The vine can grow up to 30 m in length, twining on other plants for support.

==Phytochemicals==
===Alkaloids===
Caapi contains these harmala alkaloids:

- Harmine, 0.31–8.43%
- Harmaline, 0.03–0.83%
- Tetrahydroharmine, 0.05–2.94%

These alkaloids of the beta-carboline class act as monoamine oxidase inhibitors. The MAOIs allow the primary psychoactive compound, DMT, which is introduced from the other common ingredient in ayahuasca Psychotria viridis, to be orally active. The constituents that may be responsible for the hallucinogenic activity of B. caapi include harmaline, tetrahydroharmine, and to a lesser extent, harmine.
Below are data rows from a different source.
use thiserror::Error;

#[derive(Debug, Error)]
pub enum HwError {
    #[error("gpio error: {0}")]
    Gpio(String),
    #[error("load cell timeout")]
    Timeout,
    #[error("hx711 data-ready timeout")]
    DataReadyTimeout,
    #[error("display error: {0}")]
    Display(String),
    #[error("io: {0}")]
    Io(#[from] std::io::Error),
}

pub type Result<T> = std::result::Result<T, HwError>;
use brewscale_core::{AdaptiveFilter, FilterCfg, HysteresisGate, quantize};
use proptest::prelude::*;

proptest! {
    /// Quantization lands on the display grid and is a fixed point.
    #[test]
    fn quantize_is_on_grid_and_idempotent(value in -1000.0f32..1000.0, res in prop::sample::select(vec![0.05f32, 0.1, 0.5, 1.0])) {
        let q = quantize(value, res);
        prop_assert!((q - value).abs() <= res / 2.0 + 1e-3);
        prop_assert_eq!(quantize(q, res), q);
    }

    /// Consecutive distinct gate outputs always differ by at least the
    /// hysteresis band; anything smaller is flicker and must be held back.
    #[test]
    fn gate_outputs_never_move_by_less_than_the_band(inputs in prop::collection::vec(-50.0f32..50.0, 1..200)) {
        let threshold = 0.08f32;
        let mut gate = HysteresisGate::new(threshold);
        let mut prev: Option<f32> = None;
        for v in inputs {
            let out = gate.update(v);
            if let Some(p) = prev
                && out != p
            {
                prop_assert!((out - p).abs() >= threshold, "moved {p} -> {out}");
            }
            prev = Some(out);
        }
    }

    /// The filter never escapes the envelope of what it has seen (its
    /// output starts at zero, so zero is part of the envelope).
    #[test]
    fn filter_output_stays_inside_the_input_envelope(inputs in prop::collection::vec(-100.0f32..100.0, 1..200)) {
        let mut f = AdaptiveFilter::new(FilterCfg::default());
        let mut lo = 0.0f32;
        let mut hi = 0.0f32;
        for v in inputs {
            lo = lo.min(v);
            hi = hi.max(v);
            let out = f.update(v);
            prop_assert!(out >= lo - 1e-3 && out <= hi + 1e-3, "out {out} outside [{lo}, {hi}]");
        }
    }
}
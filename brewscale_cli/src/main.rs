//! Entry point: argument parsing, logging setup, command dispatch.

mod cli;
mod error_fmt;
mod run;

use std::fs;
use std::path::Path;

use clap::Parser;
use eyre::WrapErr;

use crate::cli::{Cli, Commands, FILE_GUARD, JSON_MODE};

fn main() {
    let cli = Cli::parse();
    let _ = JSON_MODE.set(cli.json);

    if let Err(err) = try_main(&cli) {
        if cli.json {
            eprintln!("{}", error_fmt::format_error_json(&err));
        } else {
            eprintln!("{}", error_fmt::humanize(&err));
        }
        std::process::exit(error_fmt::exit_code_for_error(&err));
    }
}

fn try_main(cli: &Cli) -> eyre::Result<()> {
    color_eyre::install()?;
    let cfg = load_config(&cli.config)?;
    init_tracing(cli, &cfg.logging);

    match cli.cmd {
        Commands::Run { sim, ticks } => run::run(&cfg, sim, ticks),
        Commands::SelfCheck { sim } => {
            let frame = run::self_check(&cfg, sim)?;
            if cli.json {
                println!(
                    "{}",
                    serde_json::json!({ "ok": true, "raw": frame.raw, "units": frame.units })
                );
            } else {
                println!("self-check: ok (raw {}, {:.2} g)", frame.raw, frame.units);
            }
            Ok(())
        }
    }
}

/// A missing config file is not an error: the shipped defaults are the
/// reference tuning.
fn load_config(path: &Path) -> eyre::Result<brewscale_config::Config> {
    if !path.exists() {
        return Ok(brewscale_config::Config::default());
    }
    let text = fs::read_to_string(path)
        .wrap_err_with(|| format!("reading config {}", path.display()))?;
    let cfg = brewscale_config::load_toml(&text).wrap_err("parsing config TOML")?;
    cfg.validate().wrap_err("invalid config")?;
    Ok(cfg)
}

/// Console layer (pretty or JSON) plus an optional non-blocking JSON file
/// appender per `[logging]`.
fn init_tracing(cli: &Cli, logging: &brewscale_config::Logging) {
    use tracing_subscriber::{EnvFilter, Layer, fmt, layer::SubscriberExt, util::SubscriberInitExt};

    // The CLI flag wins when set away from its default; otherwise the config
    // file's level applies.
    let level = if cli.log_level != "info" {
        cli.log_level.as_str()
    } else {
        logging.level.as_deref().unwrap_or("info")
    };
    let filter = EnvFilter::try_new(level).unwrap_or_else(|_| EnvFilter::new("info"));

    type Boxed = Box<dyn Layer<tracing_subscriber::Registry> + Send + Sync>;
    let console: Boxed = if cli.json {
        fmt::layer().json().with_writer(std::io::stderr).boxed()
    } else {
        fmt::layer()
            .with_target(false)
            .with_writer(std::io::stderr)
            .boxed()
    };
    let mut layers = vec![console];

    if let Some(file) = logging.file.as_deref() {
        let path = Path::new(file);
        let dir = match path.parent() {
            Some(p) if !p.as_os_str().is_empty() => p,
            _ => Path::new("."),
        };
        let name = path
            .file_name()
            .map(|s| s.to_os_string())
            .unwrap_or_else(|| "brewscale.log".into());
        let appender = match logging.rotation.as_deref() {
            Some("daily") => tracing_appender::rolling::daily(dir, name),
            Some("hourly") => tracing_appender::rolling::hourly(dir, name),
            _ => tracing_appender::rolling::never(dir, name),
        };
        let (writer, guard) = tracing_appender::non_blocking(appender);
        let _ = FILE_GUARD.set(guard);
        layers.push(fmt::layer().json().with_writer(writer).boxed());
    }

    tracing_subscriber::registry().with(layers).with(filter).init();
}
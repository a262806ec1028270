use std::time::{Duration, Instant};
use tracing::trace;

use crate::error::{HwError, Result};

pub struct Hx711 {
    dt: rppal::gpio::InputPin,
    sck: rppal::gpio::OutputPin,
    gain_pulses: u8, // 25, 26, 27 based on gain/channel
}

impl Hx711 {
    pub fn new(
        dt_pin: rppal::gpio::InputPin,
        mut sck_pin: rppal::gpio::OutputPin,
        gain_pulses: u8,
    ) -> Result<Self> {
        sck_pin.set_low(); // clock idle low
        Ok(Self {
            dt: dt_pin,
            sck: sck_pin,
            gain_pulses,
        })
    }

    /// Data-ready poll: the HX711 pulls DT low when a conversion is waiting.
    pub fn is_ready(&self) -> bool {
        self.dt.is_low()
    }

    pub fn read_with_timeout(&mut self, timeout: Duration) -> Result<i32> {
        let deadline = Instant::now() + timeout;

        // Wait for data ready (DT goes low)
        while self.dt.is_high() {
            if Instant::now() >= deadline {
                return Err(HwError::DataReadyTimeout);
            }
            std::thread::sleep(Duration::from_micros(200));
        }

        // Clock out 24 bits
        let mut value: i32 = 0;
        for _ in 0..24 {
            self.sck.set_high();
            spin_delay_100ns();
            value = (value << 1) | if self.dt.is_high() { 1 } else { 0 };
            self.sck.set_low();
            spin_delay_100ns();
        }

        // Pulse gain to set next measurement
        for _ in 0..self.gain_pulses {
            self.sck.set_high();
            spin_delay_100ns();
            self.sck.set_low();
            spin_delay_100ns();
        }

        // Sign extend 24-bit
        if (value & 0x80_0000) != 0 {
            value |= !0xFF_FFFF;
        }
        trace!(raw = value, "hx711 raw read");
        Ok(value)
    }
}

#[inline(always)]
fn spin_delay_100ns() {
    std::hint::spin_loop();
}
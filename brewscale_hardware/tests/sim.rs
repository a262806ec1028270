use brewscale_hardware::SimulatedLoadCell;
use brewscale_traits::LoadCell;
use rstest::rstest;

#[test]
fn pour_profile_rises_then_plateaus() {
    let mut cell = SimulatedLoadCell::pour(18.0, 0.3, 10, 5);
    let mut readings = Vec::new();
    for _ in 0..25 {
        readings.push(cell.read_units(3).unwrap());
    }
    // leading zeros, cup jump, ramp, then flat
    assert!(readings[0].abs() < 1e-6);
    assert!((readings[4] - 18.0).abs() < 1e-6);
    let peak = *readings.last().unwrap();
    assert!((peak - 21.0).abs() < 1e-4);
    assert!(readings.windows(2).all(|w| w[1] >= w[0]));
}

#[rstest]
#[case(2)]
#[case(3)]
#[case(5)]
fn not_ready_pattern_drops_every_nth_poll(#[case] n: usize) {
    let mut cell = SimulatedLoadCell::from_profile([0.0]).with_not_ready_every(n);
    let misses = (0..n * 4).filter(|_| !cell.is_ready()).count();
    assert_eq!(misses, 4);
}

#[test]
fn raw_reading_tracks_profile_without_advancing_it() {
    let mut cell = SimulatedLoadCell::from_profile([1.5, 9.0]);
    assert_eq!(cell.read_raw().unwrap(), 1500);
    assert_eq!(cell.read_raw().unwrap(), 1500);
    let _ = cell.read_units(1).unwrap();
    assert_eq!(cell.read_raw().unwrap(), 9000);
}
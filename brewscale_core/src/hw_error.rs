//! Maps `Box<dyn Error>` from trait boundaries to typed `ScaleError`.
//!
//! The traits in `brewscale_traits` use `Box<dyn Error + Send + Sync>` for
//! maximum flexibility; this module converts those to our typed error enum,
//! with an optional feature-gated path for `brewscale_hardware::HwError`
//! downcasting.

use crate::error::ScaleError;

/// Map a trait-boundary error to a typed `ScaleError`.
///
/// Attempts to downcast known hardware error types first, then falls back
/// to string-based heuristics.
pub fn map_hw_error(e: &(dyn std::error::Error + 'static)) -> ScaleError {
    #[cfg(feature = "hardware-errors")]
    {
        if let Some(hw) = e.downcast_ref::<brewscale_hardware::error::HwError>() {
            return match hw {
                brewscale_hardware::error::HwError::Timeout => ScaleError::Timeout,
                brewscale_hardware::error::HwError::DataReadyTimeout => ScaleError::Timeout,
                brewscale_hardware::error::HwError::Display(msg) => {
                    ScaleError::Display(msg.clone())
                }
                other => ScaleError::HardwareFault(other.to_string()),
            };
        }
    }

    // Fallback: string-based detection
    let s = e.to_string();
    if s.to_lowercase().contains("timeout") {
        ScaleError::Timeout
    } else {
        ScaleError::Hardware(s)
    }
}
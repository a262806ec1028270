//! The polling control loop (`ScaleCore`).
//!
//! Each tick reads the load cell (or carries the previous sample forward when
//! the sensor is not ready), runs the signal pipeline, advances the brew
//! timer, and renders one frame. Tick pacing, tare debounce, and elapsed time
//! all go through the injected `Clock`.

use std::sync::Arc;
use std::sync::atomic::{AtomicBool, Ordering};
use std::time::{Duration, Instant};

use brewscale_traits::clock::Clock;
use brewscale_traits::{Buzzer, DisplaySink, Frame, LoadCell};
use eyre::WrapErr;

use crate::config::LoopCfg;
use crate::error::{Result, ScaleError};
use crate::hw_error::map_hw_error;
use crate::pipeline::WeightPipeline;
use crate::timer::BrewTimer;
use crate::util::tick_period;

/// Long startup beep.
pub const BOOT_BEEP_MS: u32 = 100;
/// Short beep once the initial tare is done and the loop is live.
pub const READY_BEEP_MS: u32 = 60;
/// Acknowledge a tare request.
pub const TARE_BEEP_MS: u32 = 40;

/// Unified core for both dynamic (boxed) and generic (static dispatch)
/// variants.
pub struct ScaleCore<C: LoadCell, D: DisplaySink, B: Buzzer> {
    pub(crate) cell: C,
    pub(crate) display: D,
    pub(crate) buzzer: B,
    pub(crate) pipeline: WeightPipeline,
    pub(crate) timer: BrewTimer,
    pub(crate) pacing: LoopCfg,
    pub(crate) tare_input: Option<Box<dyn Fn() -> bool>>,
    pub(crate) clock: Arc<dyn Clock + Send + Sync>,
    pub(crate) epoch: Instant,

    pub(crate) last_raw: i32,
    pub(crate) last_units: f32,
    pub(crate) period: Duration,
    pub(crate) debounce: Duration,
}

impl<C: LoadCell, D: DisplaySink, B: Buzzer> core::fmt::Debug for ScaleCore<C, D, B> {
    fn fmt(&self, f: &mut core::fmt::Formatter<'_>) -> core::fmt::Result {
        f.debug_struct("ScaleCore")
            .field("last_units", &self.last_units)
            .field("filtered_g", &self.pipeline.filtered())
            .field("timer_running", &self.timer.is_running())
            .finish()
    }
}

impl<C: LoadCell, D: DisplaySink, B: Buzzer> ScaleCore<C, D, B> {
    /// Boot sequence: splash, boot beep, initial tare, ready beep.
    ///
    /// A display that cannot even show the splash is a fatal fault; sensor
    /// problems during the initial tare are not, the loop starts with a
    /// zero baseline and recovers once readings come in.
    pub fn start(&mut self) -> Result<()> {
        self.display
            .splash()
            .map_err(|e| eyre::Report::new(ScaleError::Display(e.to_string())))
            .wrap_err("display splash")?;
        self.beep(BOOT_BEEP_MS);
        self.epoch = self.clock.now();
        self.apply_tare();
        self.beep(READY_BEEP_MS);
        tracing::info!("scale ready");
        Ok(())
    }

    /// One iteration of the control loop: tare poll, sample, pipeline, timer,
    /// render, pace. Returns the frame that was rendered.
    pub fn tick(&mut self) -> Result<Frame> {
        self.poll_tare();

        if self.cell.is_ready() {
            match self.cell.read_raw() {
                Ok(raw) => self.last_raw = raw,
                Err(e) => {
                    tracing::warn!(error = %map_hw_error(&*e), "raw read failed, carrying last sample")
                }
            }
            match self.cell.read_units(self.pacing.sample_average) {
                Ok(units) => self.last_units = units,
                Err(e) => {
                    tracing::warn!(error = %map_hw_error(&*e), "units read failed, carrying last sample")
                }
            }
        }

        let stable_g = self.pipeline.update(self.last_units);
        let now_ms = self.clock.ms_since(self.epoch);
        self.timer.update(stable_g, now_ms);

        let frame = Frame {
            raw: self.last_raw,
            units: self.last_units,
            stable_g,
            elapsed_s: self.timer.elapsed_secs(now_ms),
            running: self.timer.is_running(),
        };

        self.display
            .render(&frame)
            .map_err(|e| eyre::Report::new(ScaleError::Display(e.to_string())))
            .wrap_err("display render")?;

        self.clock.sleep(self.period);
        Ok(frame)
    }

    /// Run the loop until `shutdown` is set or `max_ticks` frames have been
    /// rendered. `start()` is part of the run.
    pub fn run(&mut self, shutdown: &AtomicBool, max_ticks: Option<u64>) -> Result<()> {
        self.start()?;
        let mut ticks: u64 = 0;
        while !shutdown.load(Ordering::SeqCst) {
            if let Some(max) = max_ticks
                && ticks >= max
            {
                break;
            }
            self.tick()?;
            ticks = ticks.saturating_add(1);
        }
        tracing::info!(ticks, "control loop stopped");
        Ok(())
    }

    /// Tare everything: sensor offset, filter state, timer latch. A sensor
    /// that fails to tare is logged and the software baseline still resets.
    pub fn apply_tare(&mut self) {
        if let Err(e) = self.cell.tare() {
            tracing::warn!(error = %map_hw_error(&*e), "sensor tare failed");
        }
        self.pipeline.tare();
        self.timer.reset();
        self.last_units = 0.0;
    }

    /// Last raw units sample the loop saw (pre-pipeline).
    pub fn last_units(&self) -> f32 {
        self.last_units
    }

    /// Current filter output, before display conditioning.
    pub fn filtered(&self) -> f32 {
        self.pipeline.filtered()
    }

    pub fn timer_running(&self) -> bool {
        self.timer.is_running()
    }

    // ── Private ──────────────────────────────────────────────────────────────

    fn tare_requested(&self) -> bool {
        self.tare_input.as_ref().is_some_and(|check| check())
    }

    /// Debounced tare input poll: confirm after a short delay, apply, then
    /// wait for release so one press produces one tare.
    fn poll_tare(&mut self) {
        if !self.tare_requested() {
            return;
        }
        self.clock.sleep(self.debounce);
        if !self.tare_requested() {
            return;
        }
        tracing::info!("tare requested");
        self.apply_tare();
        self.beep(TARE_BEEP_MS);
        while self.tare_requested() {
            self.clock.sleep(self.debounce);
        }
    }

    /// Best-effort beep; a dead buzzer never takes the loop down.
    fn beep(&mut self, ms: u32) {
        if let Err(e) = self.buzzer.beep_ms(ms) {
            tracing::warn!(error = %e, "buzzer beep failed");
        }
    }
}

/// Tick period for a pacing config, clamped to at least 1 ms.
pub(crate) fn loop_period(pacing: &LoopCfg) -> Duration {
    tick_period(pacing.tick_ms)
}
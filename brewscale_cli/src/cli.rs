//! CLI argument definitions and shared statics.

use clap::{ArgAction, Parser, Subcommand};
use std::path::PathBuf;
use std::sync::OnceLock;

pub static FILE_GUARD: OnceLock<tracing_appender::non_blocking::WorkerGuard> = OnceLock::new();
/// Whether the user asked for JSON output (controls structured error output).
pub static JSON_MODE: OnceLock<bool> = OnceLock::new();

#[derive(Parser, Debug)]
#[command(name = "brewscale", version, about = "Brew scale controller CLI")]
pub struct Cli {
    /// Path to config TOML (typed)
    #[arg(long, value_name = "FILE", default_value = "etc/brewscale.toml")]
    pub config: PathBuf,

    /// Log as JSON lines instead of pretty
    #[arg(long, action = ArgAction::SetTrue)]
    pub json: bool,

    /// Console log level (error|warn|info|debug|trace)
    #[arg(long = "log-level", value_name = "LEVEL", default_value = "info")]
    pub log_level: String,

    /// Command to execute
    #[command(subcommand)]
    pub cmd: Commands,
}

#[derive(Subcommand, Debug)]
pub enum Commands {
    /// Run the scale control loop
    Run {
        /// Drive a simulated pour instead of the HX711
        #[arg(long, action = ArgAction::SetTrue)]
        sim: bool,
        /// Stop after this many ticks (default: run until Ctrl-C)
        #[arg(long, value_name = "N")]
        ticks: Option<u64>,
    },
    /// Quick health check (hardware presence / sim ok)
    SelfCheck {
        /// Check the simulated stack instead of hardware
        #[arg(long, action = ArgAction::SetTrue)]
        sim: bool,
    },
}
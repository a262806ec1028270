use assert_cmd::prelude::*;
use predicates::prelude::*;
use rstest::rstest;
use std::fs;
use std::path::PathBuf;
use std::process::Command;
use tempfile::tempdir;

// Build a minimal valid TOML config for sim mode
fn write_valid_config(dir: &tempfile::TempDir) -> PathBuf {
    let toml = r#"
[pins]
# pins are unused in sim mode but must parse
hx711_dt = 5
hx711_sck = 6
tare_button = 17

[filter]
snap_g = 1.0
fast_g = 0.3
fast_alpha = 0.4
medium_g = 0.1
medium_alpha = 0.7
settle_alpha = 0.95

[display]
hysteresis_g = 0.08
zero_band_neg_g = 0.3
zero_band_pos_g = 0.2
resolution_g = 0.1

[timer]
start_g = 2.0
min_flow_g = 0.2
min_flow_ms = 800

[loop]
# fast ticks keep the bounded sim run quick
tick_ms = 1
sample_average = 1
debounce_ms = 1
sensor_timeout_ms = 100

[calibration]
scale_factor = 1000.0
"#;
    let path = dir.path().join("cfg.toml");
    fs::write(&path, toml).unwrap();
    path
}

#[rstest]
#[case(&["--help"], 0, "Usage:", "stdout")]
#[case(&["self-check", "--sim"], 0, "self-check: ok", "stdout")]
#[case(&["run", "--sim", "--ticks", "40"], 0, "weight", "stdout")]
#[case(&["run"], -1, "", "stderr")] // no hardware in test builds
fn cli_table_cases(
    #[case] args: &[&str],
    #[case] exit_code: i32,
    #[case] needle: &str,
    #[case] stream: &str,
) {
    let dir = tempdir().unwrap();
    let cfg = write_valid_config(&dir);

    let mut cmd = Command::cargo_bin("brewscale").unwrap();

    // Always include a valid config to avoid relying on the default path
    cmd.arg("--config").arg(&cfg);
    for a in args {
        cmd.arg(a);
    }

    let assert = cmd.assert();
    let assert = if exit_code >= 0 {
        assert.code(exit_code)
    } else {
        assert.failure()
    };

    match stream {
        "stdout" => {
            assert.stdout(predicate::str::contains(needle));
        }
        "stderr" => {
            assert.stderr(predicate::str::contains(needle));
        }
        other => panic!("unknown stream: {other}"),
    }
}

#[rstest]
fn cli_rejects_invalid_config_with_field_name() {
    let dir = tempdir().unwrap();
    let path = dir.path().join("bad.toml");
    fs::write(&path, "[loop]\ntick_ms = 0\n").unwrap();

    let mut cmd = Command::cargo_bin("brewscale").unwrap();
    cmd.arg("--config").arg(&path).arg("self-check").arg("--sim");

    cmd.assert()
        .failure()
        .stderr(predicate::str::contains("tick_ms"));
}

#[rstest]
fn json_mode_emits_structured_errors() {
    let dir = tempdir().unwrap();
    let path = dir.path().join("bad.toml");
    fs::write(&path, "[timer]\nstart_g = -1.0\n").unwrap();

    let mut cmd = Command::cargo_bin("brewscale").unwrap();
    cmd.arg("--config")
        .arg(&path)
        .arg("--json")
        .arg("self-check")
        .arg("--sim");

    cmd.assert()
        .failure()
        .stderr(predicate::str::contains("\"ok\":false"));
}

#[rstest]
fn bounded_sim_run_shows_a_running_timer() {
    let dir = tempdir().unwrap();
    let cfg = write_valid_config(&dir);

    let mut cmd = Command::cargo_bin("brewscale").unwrap();
    cmd.arg("--config")
        .arg(&cfg)
        .arg("run")
        .arg("--sim")
        .arg("--ticks")
        .arg("60");

    // The scripted pour crosses the 2 g start threshold, so at least one
    // rendered frame carries the running marker.
    cmd.assert()
        .success()
        .stdout(predicate::str::contains("*"));
}
//! Flow-gated brew timer: starts on a weight threshold, stops after
//! sustained flow stasis.

use crate::config::TimerCfg;
use crate::util::ms_to_secs_f32;

#[derive(Debug, Clone, Copy, PartialEq, Eq)]
pub enum TimerState {
    Idle,
    Running,
}

/// Elapsed-time state machine driven once per tick by the stable weight.
///
/// The `armed` latch is the one-shot guard: once a brew ends, the timer
/// holds its final reading and will not restart until a tare re-arms it.
#[derive(Debug, Clone)]
pub struct BrewTimer {
    cfg: TimerCfg,
    state: TimerState,
    armed: bool,
    start_ms: u64,
    /// Final elapsed seconds, held after the timer stops.
    held_s: f32,
    /// Wall-clock timestamp of the first stalled tick, while flow is stalled.
    stall_since_ms: Option<u64>,
    /// Previous tick's stable weight; updated unconditionally every tick.
    prev_g: f32,
}

impl BrewTimer {
    pub fn new(cfg: TimerCfg) -> Self {
        Self {
            cfg,
            state: TimerState::Idle,
            armed: true,
            start_ms: 0,
            held_s: 0.0,
            stall_since_ms: None,
            prev_g: 0.0,
        }
    }

    /// Advance the state machine one tick. `now_ms` is monotonic wall-clock
    /// time, so elapsed time is immune to tick cadence jitter.
    pub fn update(&mut self, stable_g: f32, now_ms: u64) {
        match self.state {
            TimerState::Idle => {
                if self.armed && stable_g > self.cfg.start_g {
                    self.state = TimerState::Running;
                    self.start_ms = now_ms;
                    self.stall_since_ms = None;
                    tracing::debug!(stable_g, "brew timer started");
                }
            }
            TimerState::Running => {
                let delta = stable_g - self.prev_g;
                // A negative delta is below min_flow_g too: removing weight
                // ends the brew just like a plateau does.
                if delta < self.cfg.min_flow_g {
                    let since = *self.stall_since_ms.get_or_insert(now_ms);
                    if now_ms.saturating_sub(since) >= self.cfg.min_flow_ms {
                        self.held_s = ms_to_secs_f32(now_ms.saturating_sub(self.start_ms));
                        self.state = TimerState::Idle;
                        self.armed = false;
                        self.stall_since_ms = None;
                        tracing::debug!(held_s = self.held_s, "brew timer stopped");
                    }
                } else {
                    self.stall_since_ms = None;
                }
            }
        }
        self.prev_g = stable_g;
    }

    /// Elapsed seconds to display: live while running, the held final value
    /// after a stop, zero when armed and idle.
    pub fn elapsed_secs(&self, now_ms: u64) -> f32 {
        match self.state {
            TimerState::Running => ms_to_secs_f32(now_ms.saturating_sub(self.start_ms)),
            TimerState::Idle if !self.armed => self.held_s,
            TimerState::Idle => 0.0,
        }
    }

    pub fn is_running(&self) -> bool {
        self.state == TimerState::Running
    }

    pub fn state(&self) -> TimerState {
        self.state
    }

    pub fn is_armed(&self) -> bool {
        self.armed
    }

    /// Tare semantics: back to idle, latch re-armed, elapsed and stall
    /// tracking cleared.
    pub fn reset(&mut self) {
        self.state = TimerState::Idle;
        self.armed = true;
        self.start_ms = 0;
        self.held_s = 0.0;
        self.stall_since_ms = None;
        self.prev_g = 0.0;
    }
}
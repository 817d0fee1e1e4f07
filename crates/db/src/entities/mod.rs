//! `SeaORM` entity definitions.

pub mod payments;
pub mod stokvel_enrollments;
pub mod stokvels;
pub mod users;
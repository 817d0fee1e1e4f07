//! Shared types, errors, and configuration for the stokvel backend.
//!
//! This crate provides common types used across all other crates:
//! - Typed IDs for type-safe entity references
//! - Pagination types for list endpoints
//! - Application-wide error types
//! - Configuration management

pub mod config;
pub mod error;
pub mod types;

pub use config::AppConfig;
pub use error::{AppError, AppResult};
The stems contain 0.11–0.83% beta-carbolines, with harmine and tetrahydroharmine as the major components.
Alkaloids are present in all parts of the plant.

=== Polyphenols ===
In addition to beta-carbolines, caapi is known to contain proanthocyanidins, epicatechin, and procyanidin B2.

==History==
The first mentions of caapi come from early Spanish and Portuguese explorers and missionaries who visited South America in the 16th century, describing ayahuasca brews as "diabolic" and dangerous decoctions.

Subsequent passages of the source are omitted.